(Stored data)
^^^^^^^^^^^^^^^^
//! Detail-path identifier resolution.
//!
//! The record detail page is served at `/detail/<uuid>`, possibly nested under other segments
//! (`/shop/vinyl/detail/<uuid>`). [`resolve`] checks that the path carries a `detail` marker
//! segment and then returns the first standalone canonical UUID in it, verbatim.
//!
//! Obtaining the path is kept apart from resolving it: anything that knows the current location
//! implements [`PathSource`], and [`resolve_from`] captures the path before handing it to the
//! pure resolver.

use crate::service::{has_canonical_prefix, CANONICAL_LEN};
use crate::RecordUuid;
use std::borrow::Cow;

/// Path segment that marks the record detail route.
pub const DETAIL_MARKER: &str = "detail";

/// Anything that can report the path of the page currently being viewed.
pub trait PathSource {
    /// Returns the path portion of the current location.
    ///
    /// A query string or fragment may be left attached; the resolver ignores both.
    fn current_path(&self) -> Cow<'_, str>;
}

impl PathSource for str {
    fn current_path(&self) -> Cow<'_, str> {
        Cow::Borrowed(self)
    }
}

impl PathSource for String {
    fn current_path(&self) -> Cow<'_, str> {
        Cow::Borrowed(self.as_str())
    }
}

impl<T: PathSource + ?Sized> PathSource for &T {
    fn current_path(&self) -> Cow<'_, str> {
        (**self).current_path()
    }
}

/// Captures the current path from `source` and resolves it.
pub fn resolve_from<S: PathSource + ?Sized>(source: &S) -> Option<RecordUuid> {
    resolve(&source.current_path())
}

/// Returns `input` cut at the first `?` or `#`.
pub fn strip_query_and_fragment(input: &str) -> &str {
    match input.find(|c| c == '?' || c == '#') {
        Some(end) => &input[..end],
        None => input,
    }
}

/// Extracts the record identifier from a detail page path.
///
/// The path must contain a segment that is exactly `detail`; `details`, `Detail` or
/// `my-detail` do not count. When it does, the path is scanned left to right for the first
/// canonical `8-4-4-4-12` UUID whose neighbours on both sides are the edge of the path or a
/// character that is neither a hex digit nor a hyphen. The token does not have to follow the
/// marker, so `/related/<a>/detail/<b>` yields `<a>`.
///
/// The returned identifier keeps the case it had in `path`.
///
/// # Returns
///
/// `Some` with the first identifier found, or `None` when the path has no `detail` segment or no
/// bounded identifier. This never fails: every malformed input is simply `None`.
pub fn resolve(path: &str) -> Option<RecordUuid> {
    let path = strip_query_and_fragment(path);
    if !path.split('/').any(|segment| segment == DETAIL_MARKER) {
        return None;
    }

    let bytes = path.as_bytes();
    (0..bytes.len())
        .filter(|&pos| pos == 0 || !extends_token(bytes[pos - 1]))
        .find_map(|pos| token_at(path, pos))
}

/// Hex digits and hyphens would extend or misalign a neighbouring group.
fn extends_token(byte: u8) -> bool {
    byte.is_ascii_hexdigit() || byte == b'-'
}

/// Reads a canonical token starting exactly at byte `pos` of `path`.
fn token_at(path: &str, pos: usize) -> Option<RecordUuid> {
    let bytes = &path.as_bytes()[pos..];
    if !has_canonical_prefix(bytes) {
        return None;
    }
    if bytes.get(CANONICAL_LEN).copied().is_some_and(extends_token) {
        return None;
    }
    RecordUuid::parse(path.get(pos..pos + CANONICAL_LEN)?).ok()
}
// src/main.rs

use clap::Parser;
use room_chat_server::{
    build_router, config::Config, router::EventRouter, rooms::RoomStore, state::ChatState,
    uploads::UploadStore,
};
use tracing_subscriber::{EnvFilter, layer::SubscriberExt, util::SubscriberInitExt};

/// The main entry point for our application.
#[tokio::main]
async fn main() -> Result<(), Box<dyn std::error::Error>> {
    let config = Config::parse();

    // RUST_LOG wins over --log-level.
    let filter = EnvFilter::try_from_default_env()
        .unwrap_or_else(|_| EnvFilter::new(&config.log_level));
    tracing_subscriber::registry()
        .with(tracing_subscriber::fmt::layer())
        .with(filter)
        .init();

    let addr = config.bind_addr()?;
    let uploads =
        UploadStore::open(&config.upload_dir, &config.public_url, config.max_upload_bytes).await?;
    let state = ChatState::new(EventRouter::new(RoomStore::default()), uploads);
    let app = build_router(state);

    let listener = tokio::net::TcpListener::bind(addr).await?;
    tracing::info!(addr = %addr, upload_dir = %config.upload_dir, "chat server listening");

    axum::serve(listener, app).await?;
    Ok(())
}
^^^^^^^^^^^^^^^^
◆ Task brief
Say how many lines in the records hold the word "Option", giving the number by itself.

◆ Written answer
3